Task item:
From the records that follow, copy every line that contains the word "mapping".

───

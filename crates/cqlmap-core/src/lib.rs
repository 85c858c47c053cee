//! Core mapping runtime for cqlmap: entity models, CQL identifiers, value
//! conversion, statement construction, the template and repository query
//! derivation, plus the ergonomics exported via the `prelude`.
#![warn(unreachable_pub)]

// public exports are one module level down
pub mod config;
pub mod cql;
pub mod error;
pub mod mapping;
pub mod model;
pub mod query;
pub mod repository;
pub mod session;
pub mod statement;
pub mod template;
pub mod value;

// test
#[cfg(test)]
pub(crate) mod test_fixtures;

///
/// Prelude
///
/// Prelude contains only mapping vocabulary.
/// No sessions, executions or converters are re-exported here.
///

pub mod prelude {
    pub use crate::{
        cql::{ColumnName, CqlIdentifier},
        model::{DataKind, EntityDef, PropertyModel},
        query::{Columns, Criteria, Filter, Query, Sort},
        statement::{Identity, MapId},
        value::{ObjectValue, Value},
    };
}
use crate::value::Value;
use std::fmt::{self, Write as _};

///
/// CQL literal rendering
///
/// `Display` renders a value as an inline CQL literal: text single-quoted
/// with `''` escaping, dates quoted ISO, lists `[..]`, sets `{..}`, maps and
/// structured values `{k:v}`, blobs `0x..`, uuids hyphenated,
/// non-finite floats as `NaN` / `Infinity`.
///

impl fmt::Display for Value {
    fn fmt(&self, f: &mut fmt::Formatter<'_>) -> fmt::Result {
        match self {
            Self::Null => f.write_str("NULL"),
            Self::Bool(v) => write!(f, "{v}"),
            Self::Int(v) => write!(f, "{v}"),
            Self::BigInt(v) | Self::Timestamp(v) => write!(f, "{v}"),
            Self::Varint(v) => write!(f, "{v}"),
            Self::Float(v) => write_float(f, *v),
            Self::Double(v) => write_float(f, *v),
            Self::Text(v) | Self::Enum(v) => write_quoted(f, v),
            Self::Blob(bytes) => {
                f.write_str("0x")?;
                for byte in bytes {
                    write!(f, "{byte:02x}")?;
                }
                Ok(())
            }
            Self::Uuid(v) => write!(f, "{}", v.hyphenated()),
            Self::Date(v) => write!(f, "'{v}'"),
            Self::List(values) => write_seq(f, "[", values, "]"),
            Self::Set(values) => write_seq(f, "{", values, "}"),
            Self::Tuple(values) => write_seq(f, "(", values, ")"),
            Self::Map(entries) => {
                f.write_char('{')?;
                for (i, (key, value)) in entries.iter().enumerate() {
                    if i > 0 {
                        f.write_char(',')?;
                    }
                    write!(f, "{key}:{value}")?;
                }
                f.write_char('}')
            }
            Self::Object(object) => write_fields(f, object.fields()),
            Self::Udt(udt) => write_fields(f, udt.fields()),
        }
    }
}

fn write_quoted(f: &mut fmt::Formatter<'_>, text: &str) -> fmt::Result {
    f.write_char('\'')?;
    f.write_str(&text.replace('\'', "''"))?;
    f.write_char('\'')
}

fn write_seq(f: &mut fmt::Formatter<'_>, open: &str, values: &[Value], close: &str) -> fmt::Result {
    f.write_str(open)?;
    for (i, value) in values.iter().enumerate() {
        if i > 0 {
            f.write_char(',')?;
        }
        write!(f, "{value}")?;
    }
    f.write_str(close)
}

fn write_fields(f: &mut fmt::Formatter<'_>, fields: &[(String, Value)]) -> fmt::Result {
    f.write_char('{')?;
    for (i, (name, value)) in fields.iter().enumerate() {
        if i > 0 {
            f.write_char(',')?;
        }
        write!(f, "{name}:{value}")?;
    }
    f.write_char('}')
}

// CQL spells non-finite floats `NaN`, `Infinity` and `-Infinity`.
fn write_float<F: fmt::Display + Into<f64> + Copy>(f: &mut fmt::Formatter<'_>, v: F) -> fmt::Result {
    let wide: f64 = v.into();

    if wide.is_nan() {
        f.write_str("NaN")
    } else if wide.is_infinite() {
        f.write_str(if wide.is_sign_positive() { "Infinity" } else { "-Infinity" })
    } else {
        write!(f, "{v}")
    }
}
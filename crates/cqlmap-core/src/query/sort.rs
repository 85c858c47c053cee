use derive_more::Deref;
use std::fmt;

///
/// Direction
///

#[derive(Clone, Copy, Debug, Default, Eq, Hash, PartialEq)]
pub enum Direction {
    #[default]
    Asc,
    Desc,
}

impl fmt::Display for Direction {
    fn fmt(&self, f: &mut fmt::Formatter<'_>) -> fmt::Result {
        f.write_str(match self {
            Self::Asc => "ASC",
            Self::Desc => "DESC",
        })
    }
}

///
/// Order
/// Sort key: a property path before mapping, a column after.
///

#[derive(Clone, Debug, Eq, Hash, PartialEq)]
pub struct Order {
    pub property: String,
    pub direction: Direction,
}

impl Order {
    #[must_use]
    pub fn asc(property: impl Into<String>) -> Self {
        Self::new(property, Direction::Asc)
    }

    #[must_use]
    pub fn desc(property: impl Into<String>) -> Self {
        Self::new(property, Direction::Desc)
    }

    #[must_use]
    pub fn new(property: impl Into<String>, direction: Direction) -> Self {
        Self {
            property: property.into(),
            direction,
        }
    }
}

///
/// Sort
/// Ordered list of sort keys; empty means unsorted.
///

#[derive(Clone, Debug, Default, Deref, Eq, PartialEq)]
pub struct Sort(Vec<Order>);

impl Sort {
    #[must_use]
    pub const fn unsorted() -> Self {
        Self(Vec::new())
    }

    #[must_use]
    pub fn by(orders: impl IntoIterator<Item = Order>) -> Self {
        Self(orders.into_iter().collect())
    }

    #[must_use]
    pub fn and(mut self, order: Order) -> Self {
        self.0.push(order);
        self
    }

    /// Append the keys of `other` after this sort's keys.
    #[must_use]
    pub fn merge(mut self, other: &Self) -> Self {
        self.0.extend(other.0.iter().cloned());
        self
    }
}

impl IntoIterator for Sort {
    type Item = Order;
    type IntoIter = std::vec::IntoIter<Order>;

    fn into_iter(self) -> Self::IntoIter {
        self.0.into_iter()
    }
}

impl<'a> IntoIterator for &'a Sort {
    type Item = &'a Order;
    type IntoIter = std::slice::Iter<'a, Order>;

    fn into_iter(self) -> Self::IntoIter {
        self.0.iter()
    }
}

───

Problem solution:
//! Core mapping runtime for cqlmap: entity models, CQL identifiers, value
pub mod mapping;
/// Prelude contains only mapping vocabulary.
/// Sort key: a property path before mapping, a column after.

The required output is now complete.